Der Besuch eines Solariums erhöht das Hautkrebs-Risiko dramatisch. Das hat die Internationale Krebsforschungsagentur (IARC) – eine Unterorganisation der Weltgesundheitsbehörde WHO – mitgeteilt. So bestehe für unter 30-Jährige ein um 75 Prozent erhöhtes Risiko an Hautkrebs zu erkranken, wenn sie sich regelmäßig im Solarium bräunen lassen. In Deutschland gilt ab 2010 ein Solarienverbot für unter 18jährige.

Ist die Lichtbestrahlung im Sonnenstudio krebserregend? Wahrscheinlich, blieben Wissenschaftler bisher vorsichtig. Doch nun haben Forscher des IARC Bräunungsgeräte in die höchste Gefahrenkategorie für Krebsrisiken eingestuft. Laut der jüngsten Forschungsergebnisse erhöht die künstlich erzeugte UV-Strahlung das Krebsrisiko.
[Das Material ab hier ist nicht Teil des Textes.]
// ─── Unit tests ──────────────────────────────────────────────────────────────

#[cfg(test)]
mod tests {
    use serde_json::json;

    use super::*;

    fn json_items(n: usize) -> Vec<u8> {
        let items: Vec<Value> = (0..n)
            .map(|i| json!({"id": i, "amount": i * 10}))
            .collect();
        serde_json::to_vec(&items).unwrap()
    }

    async fn store_with(n: usize) -> (LargeResultStore, DataRef) {
        let s = LargeResultStore::in_memory(3600).unwrap();
        let r = s.store_bytes("ref_x", json_items(n), None).await.unwrap();
        (s, r)
    }

    // ── Progressive disclosure ────────────────────────────────────────────────

    #[tokio::test]
    async fn metadata_has_preview_and_hints_but_no_payload() {
        let (s, r) = store_with(3000).await;
        let report = s.get_metadata(&r.to_string()).await.unwrap();
        assert_eq!(report.data_type, DataType::JsonArray);
        assert!(report.size_bytes > 0);
        assert_eq!(report.preview.as_array().unwrap().len(), 10);
        assert!(report
            .retrieval_hints
            .iter()
            .any(|h| h.contains("query_tool_result")));
        assert!(report.retrieval_hints.iter().any(|h| h.contains("Large dataset")));
    }

    #[tokio::test]
    async fn metadata_accepts_bare_ids() {
        let (s, r) = store_with(5).await;
        let report = s.get_metadata(&r.id).await.unwrap();
        assert_eq!(report.reference_id, "ref_x");
    }

    #[tokio::test]
    async fn pagination_reports_counts_and_has_more() {
        let (s, r) = store_with(3000).await;
        let resp = s
            .query(
                &r.to_string(),
                QueryRequest {
                    sql: None,
                    offset: Some(0),
                    limit: Some(100),
                },
            )
            .await
            .unwrap();
        match resp {
            QueryResponse::Page {
                returned_count,
                total_count,
                has_more,
                items,
                ..
            } => {
                assert_eq!(returned_count, 100);
                assert_eq!(total_count, 3000);
                assert!(has_more);
                assert_eq!(items[0], json!({"id": 0, "amount": 0}));
            }
            other => panic!("expected a page, got {other:?}"),
        }
    }

    #[tokio::test]
    async fn final_page_has_no_more() {
        let (s, r) = store_with(10).await;
        let resp = s
            .query(
                &r.to_string(),
                QueryRequest {
                    sql: None,
                    offset: Some(5),
                    limit: Some(100),
                },
            )
            .await
            .unwrap();
        match resp {
            QueryResponse::Page {
                returned_count,
                has_more,
                ..
            } => {
                assert_eq!(returned_count, 5);
                assert!(!has_more);
            }
            other => panic!("expected a page, got {other:?}"),
        }
    }

    #[tokio::test]
    async fn offset_past_end_is_invalid_offset() {
        let (s, r) = store_with(10).await;
        let err = s
            .query(
                &r.to_string(),
                QueryRequest {
                    sql: None,
                    offset: Some(10),
                    limit: None,
                },
            )
            .await
            .unwrap_err();
        assert_eq!(err.kind(), "invalid_offset");
    }

    #[tokio::test]
    async fn sql_over_json_array_converts_and_filters() {
        let (s, r) = store_with(50).await;
        let resp = s
            .query(
                &r.to_string(),
                QueryRequest {
                    sql: Some("SELECT id FROM results WHERE amount >= 480".into()),
                    ..Default::default()
                },
            )
            .await
            .unwrap();
        match resp {
            QueryResponse::Rows(rows) => {
                assert_eq!(rows.columns, vec!["id"]);
                assert_eq!(rows.rows, vec![vec![json!(48)], vec![json!(49)]]);
            }
            other => panic!("expected rows, got {other:?}"),
        }
    }

    #[tokio::test]
    async fn sql_over_csv_converts_and_filters() {
        let s = LargeResultStore::in_memory(3600).unwrap();
        let r = s
            .store_bytes("csv_ref", b"name,total\nalice,5\nbob,50\n".to_vec(), None)
            .await
            .unwrap();
        let resp = s
            .query(
                &r.to_string(),
                QueryRequest {
                    sql: Some("SELECT name FROM results WHERE CAST(total AS INTEGER) > 10".into()),
                    ..Default::default()
                },
            )
            .await
            .unwrap();
        match resp {
            QueryResponse::Rows(rows) => assert_eq!(rows.rows, vec![vec![json!("bob")]]),
            other => panic!("expected rows, got {other:?}"),
        }
    }

    #[tokio::test]
    async fn sql_over_text_is_unsupported_type() {
        let s = LargeResultStore::in_memory(3600).unwrap();
        let r = s
            .store_bytes("txt", b"just some log output".to_vec(), None)
            .await
            .unwrap();
        let err = s
            .query(
                &r.to_string(),
                QueryRequest {
                    sql: Some("SELECT * FROM results".into()),
                    ..Default::default()
                },
            )
            .await
            .unwrap_err();
        assert_eq!(err.kind(), "unsupported_type");
    }

    #[tokio::test]
    async fn zero_length_array_with_sql_yields_empty_relation() {
        let s = LargeResultStore::in_memory(3600).unwrap();
        let r = s.store_bytes("empty", b"[]".to_vec(), None).await.unwrap();
        let resp = s
            .query(
                &r.to_string(),
                QueryRequest {
                    sql: Some("SELECT * FROM results".into()),
                    ..Default::default()
                },
            )
            .await
            .unwrap();
        match resp {
            QueryResponse::Rows(rows) => {
                assert!(rows.columns.is_empty());
                assert!(rows.rows.is_empty());
            }
            other => panic!("expected rows, got {other:?}"),
        }
    }

    #[tokio::test]
    async fn zero_length_array_pagination_is_empty_success() {
        let s = LargeResultStore::in_memory(3600).unwrap();
        let r = s.store_bytes("empty", b"[]".to_vec(), None).await.unwrap();
        let resp = s.query(&r.to_string(), QueryRequest::default()).await.unwrap();
        match resp {
            QueryResponse::Page {
                returned_count,
                total_count,
                has_more,
                ..
            } => {
                assert_eq!(returned_count, 0);
                assert_eq!(total_count, 0);
                assert!(!has_more);
            }
            other => panic!("expected a page, got {other:?}"),
        }
    }

    // ── SQL-native results ────────────────────────────────────────────────────

    #[tokio::test]
    async fn sql_result_round_trip() {
        let s = LargeResultStore::in_memory(3600).unwrap();
        let data = TableData {
            columns: vec!["n".into()],
            rows: vec![vec![json!(1)], vec![json!(2)]],
        };
        let r = s.store_sql_result("q1", data).await.unwrap();
        assert_eq!(r.location, StorageLocation::Database);

        let report = s.get_metadata(&r.to_string()).await.unwrap();
        assert_eq!(report.data_type, DataType::SqlResult);
        assert_eq!(report.schema.unwrap().item_count, 2);

        let resp = s
            .query(
                &r.to_string(),
                QueryRequest {
                    sql: Some("SELECT SUM(n) AS total FROM results".into()),
                    ..Default::default()
                },
            )
            .await
            .unwrap();
        match resp {
            QueryResponse::Rows(rows) => assert_eq!(rows.rows[0][0], json!(3)),
            other => panic!("expected rows, got {other:?}"),
        }
    }

    #[tokio::test]
    async fn sql_result_without_sql_paginates() {
        let s = LargeResultStore::in_memory(3600).unwrap();
        let data = TableData {
            columns: vec!["n".into()],
            rows: (0..30).map(|i| vec![json!(i)]).collect(),
        };
        let r = s.store_sql_result("q1", data).await.unwrap();
        let resp = s
            .query(
                &r.to_string(),
                QueryRequest {
                    sql: None,
                    offset: Some(10),
                    limit: Some(5),
                },
            )
            .await
            .unwrap();
        match resp {
            QueryResponse::Page {
                items,
                returned_count,
                total_count,
                has_more,
                ..
            } => {
                assert_eq!(returned_count, 5);
                assert_eq!(total_count, 30);
                assert!(has_more);
                assert_eq!(items[0], json!({"n": 10}));
            }
            other => panic!("expected a page, got {other:?}"),
        }
    }

    #[tokio::test]
    async fn sql_store_disabled_is_store_not_available() {
        let s = LargeResultStore::without_sql(3600);
        let r = s.store_bytes("j", json_items(5), None).await.unwrap();
        let err = s
            .query(
                &r.to_string(),
                QueryRequest {
                    sql: Some("SELECT * FROM results".into()),
                    ..Default::default()
                },
            )
            .await
            .unwrap_err();
        assert_eq!(err.kind(), "store_not_available");
    }

    #[tokio::test]
    async fn unknown_reference_is_not_found() {
        let s = LargeResultStore::in_memory(3600).unwrap();
        let err = s.get_metadata("DataRef[ghost, MEMORY, 1]").await.unwrap_err();
        assert_eq!(err.kind(), "not_found");
    }

    #[tokio::test]
    async fn small_outputs_stay_inline() {
        let s = LargeResultStore::in_memory(3600).unwrap();
        match s.stash_if_large("short output", 1024).await.unwrap() {
            StashOutcome::Inline(text) => assert_eq!(text, "short output"),
            other => panic!("expected inline, got {other:?}"),
        }
    }

    #[tokio::test]
    async fn oversized_outputs_are_stashed_behind_a_reference() {
        let s = LargeResultStore::in_memory(3600).unwrap();
        let big = String::from_utf8(json_items(500)).unwrap();
        let outcome = s.stash_if_large(&big, 256).await.unwrap();
        let StashOutcome::Stashed {
            reference,
            replacement,
        } = outcome
        else {
            panic!("expected a stash");
        };
        assert!(replacement.contains("DataRef["));
        assert!(replacement.contains("get_tool_result"));
        assert!(!replacement.contains(&big), "payload must not leak inline");
        // The reference resolves back to the full payload.
        let report = s.get_metadata(&reference.to_string()).await.unwrap();
        assert_eq!(report.schema.unwrap().item_count, 500);
    }

    #[tokio::test]
    async fn generated_reference_ids_are_unique_and_usable() {
        let a = new_reference_id();
        let b = new_reference_id();
        assert_ne!(a, b);
        assert!(a.starts_with("res_"));

        let s = LargeResultStore::in_memory(3600).unwrap();
        let r = s.store_bytes(&a, b"[]".to_vec(), None).await.unwrap();
        assert!(s.get_metadata(&r.to_string()).await.is_ok());
    }

    #[tokio::test]
    async fn cleanup_sweeps_both_sub_stores() {
        let s = LargeResultStore::in_memory(0).unwrap();
        s.store_bytes("m", b"payload".to_vec(), None).await.unwrap();
        s.store_sql_result(
            "q",
            TableData {
                columns: vec!["a".into()],
                rows: vec![vec![json!(1)]],
            },
        )
        .await
        .unwrap();
        tokio::time::sleep(std::time::Duration::from_millis(1100)).await;
        let (evicted, dropped) = s.cleanup_expired().await.unwrap();
        assert_eq!(evicted, 1);
        assert_eq!(dropped, 1);
    }
}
Besonders gefährlich ist es, wenn man vor dem 30. Lebensjahr Solarien besucht. Das trifft auch auf die gefährlichste Art des Hautkrebses, das Melanom, zu. Darüber hinaus bringt die WHO Augenkrebserkrankungen mit dem Besuch von Solarien in Verbindung.

Die Einstufung in die höchste verfügbare Risikokategorie bedeutet, dass der Gang ins Bräunungsstudio auf einer Gefahrenstufe mit Zigarettenkonsum und dem Umgang mit Asbest steht. Der IARC-Forscher Vincent Cogliano sagte der Nachrichtenagentur AFP: "Die Nutzung von Solarien ist krebserregend. Ich weiß nicht, warum ein gesunder Mensch sie nutzen sollte."

Das Urteil der IARC triftt nicht nur auf Zustimmung. So üben mit William B. Grant und Michael F. Holick zwei der weltweit renommiertesten Experten auf dem Feld der Vitamin-D-Forschung Kritik an dem Bericht. In ihren in der Fachzeitschrift „Dermato-Endoctrinology“ erschienenen Beiträgen bemängeln Grant und Holick die unausgewogene Zusammensetzung der für den Bericht verantwortlichen IARC-Arbeitsgruppe und die fehlerhafte Bewertung der dem Bericht zugrundeliegenden Datenbasis. Grundlage für den Beschluss sei ein IARC-Bericht, der sich mit der Rolle von Vitamin D und UVB-Strahlung für die Vermeidung von Hautkrebs befasst. Und gerade diese IARC-Studie wird von einigen Wissenschaftlern stark angezweifelt.

Dass Kritiker scharf gegen die IARC schießen, verwundert nicht. „Diese Kritik wiegt umso schwerer, als IARC-Befunde häufig als Entscheidungsgrundlage im Bereich der Gesundheitspolitik herangezogen werden, wie jetzt bei der Einstufung von UV-Strahlung und Solarien in die Krebsrisikostufe eins geschehen“, kommentierte Ad Brand, der Sprecher des Sunlight Research Forums (SRF), die Ausführungen der beiden Forscher. Da sehen die Solarien-Hersteller und –Betreiber ganz schnell ihr Geschäft davon schwimmen.

Dass Solarien nicht ungefährlich sind, ist in Deutschland bereits im Gesetz festgehalten worden. Jugendliche unter 18 Jahren dürfen sich künftig nicht mehr im Sonnenstudio bräunen. Der Bundesrat hat Anfang Juli ein Strahlenschutzgesetz gebilligt, mit dem Minderjährige vor gesundheitsschädlicher UV-Strahlung und Hautkrebs geschützt werden sollen. Es wird Anfang 2010 in Kraft treten. Die Politik begründet die Regelung damit, dass sich nicht alle Solariumsbetreiber an die freiwillige Selbstverpflichtung hielten, unter 18-Jährige nicht auf die Sonnenbank zu lassen.

Für viele Jugendliche gehöre der regelmäßige Gang ins Sonnenstudio schon zum Alltag, hatte schon das Kabinett kritisiert. Sonnenbrände, frühzeitige Hautalterung und letztlich die Krebsgefahr würden meist außer acht gelassen. In Deutschland soll es derzeit 14 Millionen Nutzer von Solarien im Alter zwischen 18 und 45 Jahren geben. Laut Krebshilfe hat mehr als ein Viertel bereits zwischen zehn und 17 mit dem künstlichen Bräunen in Sonnenstudios angefangen. Älteren Forschungsberichten zufolge haben sich rund ein Viertel der Erwachsenen in Europa mindestens einmal im Leben von einer künstlichen Sonne bestrahlen lassen.

In Deutschland erkranken bis zu 140.000 Menschen pro Jahr an Hautkrebs, 22.000 davon am besonders gefährlichen Schwarzen Hautkrebs. Hautkrebs führt bei rund 3.000 Menschen in Deutschland jährlich zum Tode.